### Work task
Repeat the entries below exactly. Begin with the first line and end with the line that contains "repository 1a11331179c04dbf".

··· Given data

use std::collections::BTreeMap;

/// Deterministic counters and gauges.
///
/// Backed by sorted maps so snapshots have stable ordering.
#[derive(Debug, Default, Clone, PartialEq)]
pub struct Metrics {
    counters: BTreeMap<String, u64>,
    gauges: BTreeMap<String, f64>,
}

#[derive(Debug, Clone, PartialEq)]
pub struct MetricsSnapshot {
    pub counters: Vec<(String, u64)>,
    pub gauges: Vec<(String, f64)>,
}

impl Metrics {
    pub fn new() -> Self {
        Self::default()
    }

    pub fn clear(&mut self) {
        self.counters.clear();
        self.gauges.clear();
    }

    pub fn counter(&self, name: &str) -> u64 {
        self.counters.get(name).copied().unwrap_or(0)
    }

    pub fn inc_counter(&mut self, name: impl Into<String>, by: u64) {
        *self.counters.entry(name.into()).or_insert(0) += by;
    }

    pub fn gauge(&self, name: &str) -> Option<f64> {
        self.gauges.get(name).copied()
    }

    pub fn set_gauge(&mut self, name: impl Into<String>, value: f64) {
        self.gauges.insert(name.into(), value);
    }

    /// Returns a stable, sorted snapshot suitable for logs/debug UI.
    pub fn snapshot(&self) -> MetricsSnapshot {
        MetricsSnapshot {
            counters: self.counters.iter().map(|(k, v)| (k.clone(), *v)).collect(),
            gauges: self.gauges.iter().map(|(k, v)| (k.clone(), *v)).collect(),
        }
    }
}
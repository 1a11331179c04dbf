//! In-memory rendering backend.
//!
//! Surfaces hold their camera and layers as plain data and every backend call
//! is recorded, which makes it the backend of choice for tests and for
//! embeddings that drive the comparison engine without a real map library.

use tokio::sync::oneshot;

use crate::camera::{CameraState, ZoomRange};
use crate::error::MountError;
use crate::reveal::ClipMask;
use crate::source::{SourceSet, TileSourceDescriptor};
use crate::viewport::{ContainerRef, MapBackend, ReadySignal};

#[derive(Debug, Clone, PartialEq)]
pub enum BackendCall {
    Create { surface: u64, container: String },
    ApplyCamera { surface: u64, camera: CameraState },
    RemoveImagery { surface: u64 },
    AddImagery { surface: u64, url_template: String },
    SetClip { surface: u64, mask: Option<ClipMask> },
    Release { surface: u64 },
}

#[derive(Debug, Clone, PartialEq)]
pub struct HeadlessSurface {
    pub id: u64,
    pub container: String,
    pub camera: CameraState,
    pub zoom_range: ZoomRange,
    pub imagery: Option<TileSourceDescriptor>,
    pub overlays: Vec<TileSourceDescriptor>,
    pub clip: Option<ClipMask>,
}

#[derive(Debug, Default)]
pub struct HeadlessBackend {
    next_surface: u64,
    calls: Vec<BackendCall>,
    manual_readiness: bool,
    pending: Vec<(u64, oneshot::Sender<Result<(), MountError>>)>,
    fail_next_mount: Option<String>,
}

impl HeadlessBackend {
    /// Surfaces report ready as soon as they are created.
    pub fn new() -> Self {
        Self::default()
    }

    /// Surfaces stay pending until [`HeadlessBackend::complete_pending`] or
    /// [`HeadlessBackend::fail_pending`] is called.
    pub fn with_manual_readiness() -> Self {
        Self {
            manual_readiness: true,
            ..Self::default()
        }
    }

    pub fn fail_next_mount(&mut self, reason: impl Into<String>) {
        self.fail_next_mount = Some(reason.into());
    }

    /// Signals ready to every pending surface. Returns how many were signalled.
    pub fn complete_pending(&mut self) -> usize {
        let pending = std::mem::take(&mut self.pending);
        let n = pending.len();
        for (_, tx) in pending {
            let _ = tx.send(Ok(()));
        }
        n
    }

    pub fn fail_pending(&mut self, reason: &str) -> usize {
        let pending = std::mem::take(&mut self.pending);
        let n = pending.len();
        for (_, tx) in pending {
            let _ = tx.send(Err(MountError::Backend(reason.to_string())));
        }
        n
    }

    pub fn pending_count(&self) -> usize {
        self.pending.len()
    }

    pub fn calls(&self) -> &[BackendCall] {
        &self.calls
    }

    pub fn count(&self, pred: impl Fn(&BackendCall) -> bool) -> usize {
        self.calls.iter().filter(|c| pred(c)).count()
    }

    pub fn camera_applications(&self, surface: u64) -> usize {
        self.count(|c| matches!(c, BackendCall::ApplyCamera { surface: s, .. } if *s == surface))
    }

    pub fn releases(&self, surface: u64) -> usize {
        self.count(|c| matches!(c, BackendCall::Release { surface: s } if *s == surface))
    }

    pub fn clear_calls(&mut self) {
        self.calls.clear();
    }
}

impl MapBackend for HeadlessBackend {
    type Surface = HeadlessSurface;

    fn create_surface(
        &mut self,
        container: &ContainerRef,
        camera: &CameraState,
        zoom_range: ZoomRange,
        sources: &SourceSet,
    ) -> Result<(Self::Surface, ReadySignal), MountError> {
        if let Some(reason) = self.fail_next_mount.take() {
            return Err(MountError::Backend(reason));
        }

        let id = self.next_surface;
        self.next_surface += 1;
        self.calls.push(BackendCall::Create {
            surface: id,
            container: container.element_id.clone(),
        });

        let (tx, rx) = oneshot::channel();
        if self.manual_readiness {
            self.pending.push((id, tx));
        } else {
            let _ = tx.send(Ok(()));
        }

        let surface = HeadlessSurface {
            id,
            container: container.element_id.clone(),
            camera: *camera,
            zoom_range,
            imagery: sources.imagery.clone(),
            overlays: sources.overlays.clone(),
            clip: None,
        };
        Ok((surface, rx))
    }

    fn apply_camera(&mut self, surface: &mut Self::Surface, camera: &CameraState) {
        self.calls.push(BackendCall::ApplyCamera {
            surface: surface.id,
            camera: *camera,
        });
        surface.camera = *camera;
    }

    fn remove_imagery(&mut self, surface: &mut Self::Surface) {
        self.calls.push(BackendCall::RemoveImagery {
            surface: surface.id,
        });
        surface.imagery = None;
    }

    fn add_imagery(&mut self, surface: &mut Self::Surface, descriptor: &TileSourceDescriptor) {
        self.calls.push(BackendCall::AddImagery {
            surface: surface.id,
            url_template: descriptor.url_template.clone(),
        });
        surface.imagery = Some(descriptor.clone());
    }

    fn set_clip(&mut self, surface: &mut Self::Surface, mask: Option<ClipMask>) {
        self.calls.push(BackendCall::SetClip {
            surface: surface.id,
            mask,
        });
        surface.clip = mask;
    }

    fn release(&mut self, surface: Self::Surface) {
        self.pending.retain(|(id, _)| *id != surface.id);
        self.calls.push(BackendCall::Release {
            surface: surface.id,
        });
    }
}
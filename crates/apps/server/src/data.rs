use std::path::Path;

use detections::{DetectionCollection, DetectionError};
use tracing::{debug, warn};

/// Loads the first readable collection among `sources`.
///
/// A source that exists but fails to parse is skipped like a missing one;
/// the error of the last source is returned when none load.
pub async fn load_detections<P: AsRef<Path>>(
    sources: &[P],
) -> Result<DetectionCollection, DetectionError> {
    let mut last_err = DetectionError::Io("no detection sources configured".to_string());
    for path in sources {
        let path = path.as_ref();
        let text = match tokio::fs::read_to_string(path).await {
            Ok(text) => text,
            Err(err) => {
                debug!("detection source {path:?} unavailable: {err}");
                last_err = DetectionError::Io(format!("{}: {err}", path.display()));
                continue;
            }
        };
        match DetectionCollection::from_json(&text) {
            Ok(collection) => return Ok(collection),
            Err(err) => {
                warn!("detection source {path:?} rejected: {err}");
                last_err = err;
            }
        }
    }
    Err(last_err)
}

#[cfg(test)]
mod tests {
    use super::load_detections;
    use detections::DetectionError;

    const ONE: &str = r#"{"type":"FeatureCollection","features":[
        {"type":"Feature","properties":{"lat":5.3,"lon":-2.0,"probability":0.9}}]}"#;

    #[tokio::test]
    async fn falls_back_to_the_legacy_file() {
        let dir = tempfile::tempdir().unwrap();
        let latest = dir.path().join("latest.geojson");
        let legacy = dir.path().join("legacy.geojson");
        std::fs::write(&legacy, ONE).unwrap();

        let c = load_detections(&[&latest, &legacy]).await.unwrap();
        assert_eq!(c.len(), 1);

        std::fs::write(&latest, r#"{"type":"FeatureCollection","features":[]}"#).unwrap();
        let c = load_detections(&[&latest, &legacy]).await.unwrap();
        assert!(c.is_empty());
    }

    #[tokio::test]
    async fn corrupt_primary_does_not_hide_the_fallback() {
        let dir = tempfile::tempdir().unwrap();
        let latest = dir.path().join("latest.geojson");
        let legacy = dir.path().join("legacy.geojson");
        std::fs::write(&latest, "{ truncated").unwrap();
        std::fs::write(&legacy, ONE).unwrap();
        assert_eq!(load_detections(&[&latest, &legacy]).await.unwrap().len(), 1);
    }

    #[tokio::test]
    async fn nothing_readable_is_an_io_error() {
        let dir = tempfile::tempdir().unwrap();
        let err = load_detections(&[dir.path().join("missing.geojson")])
            .await
            .unwrap_err();
        assert!(matches!(err, DetectionError::Io(_)));
    }
}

······

### Expected answer
use std::collections::BTreeMap;

/// Deterministic counters and gauges.
///
/// Backed by sorted maps so snapshots have stable ordering.
#[derive(Debug, Default, Clone, PartialEq)]
pub struct Metrics {
    counters: BTreeMap<String, u64>,
    gauges: BTreeMap<String, f64>,
}

#[derive(Debug, Clone, PartialEq)]
pub struct MetricsSnapshot {
    pub counters: Vec<(String, u64)>,
    pub gauges: Vec<(String, f64)>,
}

impl Metrics {
    pub fn new() -> Self {
        Self::default()
    }

    pub fn clear(&mut self) {
        self.counters.clear();
        self.gauges.clear();
    }

    pub fn counter(&self, name: &str) -> u64 {
        self.counters.get(name).copied().unwrap_or(0)
    }

    pub fn inc_counter(&mut self, name: impl Into<String>, by: u64) {
        *self.counters.entry(name.into()).or_insert(0) += by;
    }

    pub fn gauge(&self, name: &str) -> Option<f64> {
        self.gauges.get(name).copied()
    }

    pub fn set_gauge(&mut self, name: impl Into<String>, value: f64) {
        self.gauges.insert(name.into(), value);
    }

    /// Returns a stable, sorted snapshot suitable for logs/debug UI.
    pub fn snapshot(&self) -> MetricsSnapshot {
        MetricsSnapshot {
            counters: self.counters.iter().map(|(k, v)| (k.clone(), *v)).collect(),
            gauges: self.gauges.iter().map(|(k, v)| (k.clone(), *v)).collect(),
        }
    }
}
repository 1a11331179c04dbf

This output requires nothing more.